Mr. Sorensen will personally sign copies of his recently published memoir titled Counselor: A Life at the Edge of History, which will be available for purchase.

Topical Background
Throughout his long professional relationship with first Senator and then President John F. Kennedy, from 1953 to 1963, Theodore C. Sorensen witnessed many of the decade’s pivotal events first-hand, including:

•The Bay of Pigs Invasion. Prior to Kennedy’s ascension to the presidency, President Dwight D. Eisenhower’s administration formulated a plan to overthrow Cuba’s Communist leader Fidel Castro. Due to Cuba’s strategic location astride the access points from the Gulf of Mexico into the Atlantic Ocean, it is in a position to prevent exports from the American Midwest. A pro-Soviet regime in Cuba therefore represented a geopolitical nightmare for U.S. policymakers. On April 17, 1961, President Kennedy ordered the invasion of Cuba by anti-Castro Cubans to proceed. However, the invasion failed and proved a great source of embarrassment to the new administration.

•The Cuban Missile Crisis. On October 14, 1962, American U-2 spy planes observed Soviet missiles in Cuba. The Kennedy administration confronted a serious dilemma: if the U.S. failed to act, it faced the threat of nuclear weapons capable of reaching the East Coast of the U.S. within minutes. However, an attack on the missile sites in Cuba could have led to nuclear war with the Soviet Union. Despite pressure for an air assault on Cuba, President Kennedy instead instituted a naval blockade of the island to prevent the delivery of more missiles. He also negotiated with Soviet Premier Nikita Khrushchev to remove the missiles from Cuba. President Kennedy’s actions were instrumental in alleviating the crisis.

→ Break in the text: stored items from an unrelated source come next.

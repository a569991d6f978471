use mongodb::Database;
use rocket::serde::json::Json;
use rocket::State;
use serde::Serialize;
use utoipa::ToSchema;
use uuid::Uuid;

use crate::data::grade::db::{GradeDetailData, GradeStructureDbExt};
use crate::data::grade::GradeStructureDetail;
use crate::resp::problem::{problems, Problem};
use crate::resp::jwt::UserToken;

use super::{load_classroom, require_manage};

#[derive(Debug, Serialize, ToSchema)]
pub struct GradeDetailResponse {
    pub id: Uuid,
    pub grade_structure_id: Uuid,
    pub title: String,
    pub description: String,
    pub point: f64,
}

impl From<GradeStructureDetail> for GradeDetailResponse {
    fn from(value: GradeStructureDetail) -> Self {
        Self {
            id: value.id,
            grade_structure_id: value.grade_structure_id,
            title: value.title,
            description: value.description,
            point: value.point,
        }
    }
}

/// Rubric of a classroom, in creation order. An empty list means no rubric
/// has been set up yet.
#[utoipa::path(
    responses(
        (status = 200, description = "Grade structure details of the classroom", body = Vec<GradeDetailResponse>),
    )
)]
#[get("/classroom/<class_id>/grades")]
#[tracing::instrument(skip(db))]
pub async fn grade_structure_get(
    class_id: Uuid,
    auth: UserToken,
    db: &State<Database>,
) -> Result<Json<Vec<GradeDetailResponse>>, Problem> {
    let classroom = load_classroom(db, class_id).await?;
    if !classroom.is_member(auth.user) {
        return Err(problems::forbidden(
            "Only classroom members can view the grade structure.",
        ));
    }

    let details = match db.grade_structure(class_id).await? {
        Some(structure) => db.grade_details(&structure).await?,
        None => vec![],
    };

    Ok(Json(details.into_iter().map(Into::into).collect()))
}

/// Add a rubric line; the classroom's grade structure is created on first
/// use.
#[utoipa::path(request_body = GradeDetailData)]
#[post("/classroom/<class_id>/grades", format = "application/json", data = "<detail>")]
#[tracing::instrument(skip(db))]
pub async fn grade_detail_add(
    class_id: Uuid,
    detail: Json<GradeDetailData>,
    auth: UserToken,
    db: &State<Database>,
) -> Result<Json<GradeDetailResponse>, Problem> {
    let classroom = load_classroom(db, class_id).await?;
    require_manage(&classroom, auth.user)?;

    let created = db.add_grade_detail(class_id, detail.into_inner()).await?;

    Ok(Json(created.into()))
}

/// Update a rubric line's title, description and weight.
#[utoipa::path(request_body = GradeDetailData)]
#[put(
    "/classroom/<class_id>/grades/<detail_id>",
    format = "application/json",
    data = "<detail>"
)]
#[tracing::instrument(skip(db))]
pub async fn grade_detail_update(
    class_id: Uuid,
    detail_id: Uuid,
    detail: Json<GradeDetailData>,
    auth: UserToken,
    db: &State<Database>,
) -> Result<Json<GradeDetailResponse>, Problem> {
    let classroom = load_classroom(db, class_id).await?;
    require_manage(&classroom, auth.user)?;

    let updated = db.update_grade_detail(detail_id, detail.into_inner()).await?;

    Ok(Json(updated.into()))
}

/// Remove a rubric line.
///
/// Removal also drops the classroom's grade structure document.
#[utoipa::path(
    responses(
        (status = 200, description = "The removed grade structure detail", body = GradeDetailResponse),
    )
)]
#[delete("/classroom/<class_id>/grades/<detail_id>")]
#[tracing::instrument(skip(db))]
pub async fn grade_detail_remove(
    class_id: Uuid,
    detail_id: Uuid,
    auth: UserToken,
    db: &State<Database>,
) -> Result<Json<GradeDetailResponse>, Problem> {
    let classroom = load_classroom(db, class_id).await?;
    require_manage(&classroom, auth.user)?;

    let removed = db.remove_grade_detail(class_id, detail_id).await?;

    Ok(Json(removed.into()))
}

•Kennedy’s assassination. During a political visit to Dallas, Texas on November 22, 1963, President Kennedy was shot as he waved to crowds from a presidential motorcade. Lee Harvey Oswald, the principal suspect in Kennedy’s murder, was immediately arrested, but was killed by Dallas nightclub owner Jack Ruby on November 24 before his indictment or trial. Vice-President Lyndon B. Johnson succeeded President Kennedy as the 36th President of the United States.

About the Speaker
Theodore C. Sorensen, former special counsel and adviser to President John F. Kennedy and a widely published author on the presidency and foreign affairs, practiced international law for more than 36 years as a senior partner, and now of counsel, at the prominent U.S. law firm of Paul, Weiss, Rifkind, Wharton & Garrison LLP. The former chairman of the firm’s International Practice Committee, he represented U.S. and multinational corporations in negotiations with governments all over the world and advised and assisted a large number of foreign governments and government leaders, ranging from the late President Sadat of Egypt to former President Mandela of South Africa.

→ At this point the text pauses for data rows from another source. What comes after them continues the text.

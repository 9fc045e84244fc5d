use axum::{
    extract::{Path, State},
    http::StatusCode,
    Extension, Json,
};

use crate::error::AppError;
use crate::models::AppointmentRow;
use crate::services::appointment_service::{self, AppointmentRequest};
use crate::web::middleware::auth::AuthenticatedUser;
use crate::web::AppState;

pub async fn list_appointments(
    State(state): State<AppState>,
    Extension(user): Extension<AuthenticatedUser>,
) -> Result<Json<Vec<AppointmentRow>>, AppError> {
    Ok(Json(
        appointment_service::list_upcoming(&state.pool, &user.id, chrono::Utc::now()).await?,
    ))
}

pub async fn create_appointment(
    State(state): State<AppState>,
    Extension(user): Extension<AuthenticatedUser>,
    Json(req): Json<AppointmentRequest>,
) -> Result<(StatusCode, Json<AppointmentRow>), AppError> {
    let row = appointment_service::create_appointment(&state.pool, &user.id, req).await?;
    Ok((StatusCode::CREATED, Json(row)))
}

pub async fn cancel_appointment(
    State(state): State<AppState>,
    Extension(user): Extension<AuthenticatedUser>,
    Path(appointment_id): Path<String>,
) -> Result<StatusCode, AppError> {
    appointment_service::cancel_appointment(&state.pool, &appointment_id, &user.id).await?;
    Ok(StatusCode::NO_CONTENT)
}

In 2002, Mr. Sorensen was a fellow at the Institute of Politics at Harvard University’s Kennedy School of Government. Mr. Sorensen is on the advisory board of the Foreign Policy Leadership Council, a director of the Council on Foreign Relations (until 2004) and the Century Foundation, a member of the advisory board of the Partnership for a Secure America and an honorary co-chair of the ABA Commission on the Renaissance of Idealism in the legal profession. Mr. Sorensen is the author of the 1965 international best seller Kennedy, seven other books on the presidency, politics or foreign policy and numerous articles on those subjects in Foreign Affairs, The New York Times and other publications. As an active figure in the Democratic Party, he has participated in 10 of the last 12 Democratic Party National Conventions and served in a number of governmental, political and civic posts.

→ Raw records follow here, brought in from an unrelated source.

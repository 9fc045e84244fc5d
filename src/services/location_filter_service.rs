use sqlx::SqlitePool;
use std::collections::HashMap;
use std::sync::RwLock;

use crate::database::location_filter_repo;
use crate::error::AppError;
use crate::models::location_filter::{is_radius_step, RADIUS_STEPS_KM};
use crate::models::{City, LocationFilter};

/// Per-user city + radius selection, read by every swipe and search screen.
///
/// Writes go to SQLite first and then to the in-memory cache. Each setter
/// only touches its own field, so concurrent city and radius updates for
/// the same user both survive; writes to the same field are last-write-wins.
pub struct LocationFilterStore {
    pool: SqlitePool,
    cache: RwLock<HashMap<String, LocationFilter>>,
}

impl LocationFilterStore {
    pub fn new(pool: SqlitePool) -> Self {
        Self {
            pool,
            cache: RwLock::new(HashMap::new()),
        }
    }

    pub async fn get(&self, user_id: &str) -> Result<LocationFilter, AppError> {
        if let Some(cached) = self.cached(user_id) {
            return Ok(cached);
        }

        let filter = location_filter_repo::load_location_filter(&self.pool, user_id)
            .await?
            .map(LocationFilter::from)
            .unwrap_or_default();
        self.remember(user_id, filter.clone());
        Ok(filter)
    }

    pub async fn set_city(&self, user_id: &str, city: City) -> Result<LocationFilter, AppError> {
        if !city.center().is_valid() {
            return Err(AppError::BadRequest(format!(
                "invalid coordinates for {}",
                city.name
            )));
        }
        location_filter_repo::upsert_city(&self.pool, user_id, &city).await?;
        self.merge(user_id, |filter| filter.city = Some(city)).await
    }

    pub async fn set_radius(&self, user_id: &str, radius_km: u32) -> Result<LocationFilter, AppError> {
        if !is_radius_step(radius_km) {
            return Err(AppError::BadRequest(format!(
                "radius must be one of {:?} km",
                RADIUS_STEPS_KM
            )));
        }
        location_filter_repo::upsert_radius(&self.pool, user_id, radius_km).await?;
        self.merge(user_id, |filter| filter.radius_km = radius_km).await
    }

    pub async fn reset(&self, user_id: &str) -> Result<LocationFilter, AppError> {
        location_filter_repo::delete_location_filter(&self.pool, user_id).await?;
        let filter = LocationFilter::default();
        self.remember(user_id, filter.clone());
        Ok(filter)
    }

    async fn merge<F>(&self, user_id: &str, apply: F) -> Result<LocationFilter, AppError>
    where
        F: FnOnce(&mut LocationFilter),
    {
        let stored = location_filter_repo::load_location_filter(&self.pool, user_id)
            .await?
            .map(LocationFilter::from)
            .unwrap_or_default();
        let mut cache = self.cache.write().unwrap_or_else(|p| p.into_inner());
        let filter = match cache.get_mut(user_id) {
            Some(cached) => {
                apply(cached);
                cached.clone()
            }
            None => {
                cache.insert(user_id.to_string(), stored.clone());
                stored
            }
        };
        Ok(filter)
    }

    fn cached(&self, user_id: &str) -> Option<LocationFilter> {
        self.cache
            .read()
            .ok()
            .and_then(|cache| cache.get(user_id).cloned())
    }

    fn remember(&self, user_id: &str, filter: LocationFilter) {
        if let Ok(mut cache) = self.cache.write() {
            cache.insert(user_id.to_string(), filter);
        }
    }
}

#[cfg(test)]
mod tests {
    use super::*;
    use crate::database::schema::test_support::memory_pool;
    use crate::models::location_filter::DEFAULT_RADIUS_KM;

    fn paris() -> City {
        City {
            id: "paris".to_string(),
            name: "Paris".to_string(),
            latitude: 48.8566,
            longitude: 2.3522,
        }
    }

    #[tokio::test]
    async fn unknown_user_gets_defaults() {
        let store = LocationFilterStore::new(memory_pool().await);
        let filter = store.get("u-1").await.unwrap();
        assert_eq!(filter.city, None);
        assert_eq!(filter.radius_km, DEFAULT_RADIUS_KM);
    }

    #[tokio::test]
    async fn selection_survives_a_fresh_store() {
        let pool = memory_pool().await;
        let store = LocationFilterStore::new(pool.clone());
        store.set_city("u-1", paris()).await.unwrap();
        store.set_radius("u-1", 10).await.unwrap();

        let reopened = LocationFilterStore::new(pool);
        let filter = reopened.get("u-1").await.unwrap();
        assert_eq!(filter.city, Some(paris()));
        assert_eq!(filter.radius_km, 10);
    }

    #[tokio::test]
    async fn radius_outside_the_steps_is_rejected() {
        let store = LocationFilterStore::new(memory_pool().await);
        let err = store.set_radius("u-1", 7).await.unwrap_err();
        assert!(matches!(err, AppError::BadRequest(_)));
        assert_eq!(store.get("u-1").await.unwrap().radius_km, DEFAULT_RADIUS_KM);
    }

    #[tokio::test]
    async fn reset_clears_persisted_state() {
        let pool = memory_pool().await;
        let store = LocationFilterStore::new(pool.clone());
        store.set_city("u-1", paris()).await.unwrap();
        store.reset("u-1").await.unwrap();

        let reopened = LocationFilterStore::new(pool);
        assert_eq!(reopened.get("u-1").await.unwrap(), LocationFilter::default());
    }

    #[tokio::test]
    async fn last_write_wins() {
        let store = LocationFilterStore::new(memory_pool().await);
        store.set_radius("u-1", 25).await.unwrap();
        store.set_radius("u-1", 100).await.unwrap();
        assert_eq!(store.get("u-1").await.unwrap().radius_km, 100);
    }

    #[tokio::test]
    async fn concurrent_city_and_radius_updates_both_stick() {
        let pool = memory_pool().await;
        let store = LocationFilterStore::new(pool.clone());

        let (city, radius) = tokio::join!(store.set_city("u-1", paris()), store.set_radius("u-1", 10));
        city.unwrap();
        radius.unwrap();

        let cached = store.get("u-1").await.unwrap();
        assert_eq!(cached.city, Some(paris()));
        assert_eq!(cached.radius_km, 10);

        let reopened = LocationFilterStore::new(pool);
        assert_eq!(reopened.get("u-1").await.unwrap(), cached);
    }

    #[tokio::test]
    async fn a_stale_store_cannot_erase_another_field() {
        let pool = memory_pool().await;
        let first = LocationFilterStore::new(pool.clone());
        let second = LocationFilterStore::new(pool.clone());
        first.get("u-1").await.unwrap();

        second.set_city("u-1", paris()).await.unwrap();
        first.set_radius("u-1", 25).await.unwrap();

        let persisted = LocationFilterStore::new(pool).get("u-1").await.unwrap();
        assert_eq!(persisted.city, Some(paris()));
        assert_eq!(persisted.radius_km, 25);
    }
}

Mr. Sorensen was born in Lincoln, Nebraska in 1928. He is father of three sons, one daughter and is married to Gillian Martin Sorensen, a former New York City commissioner, a former United Nations under-secretary general and current senior advisor and national advocate at the United Nations Foundation.

Mr. Sorensen’s memoirs, Counselor: A Life at the Edge of History, were published by HarperCollins in May of 2008.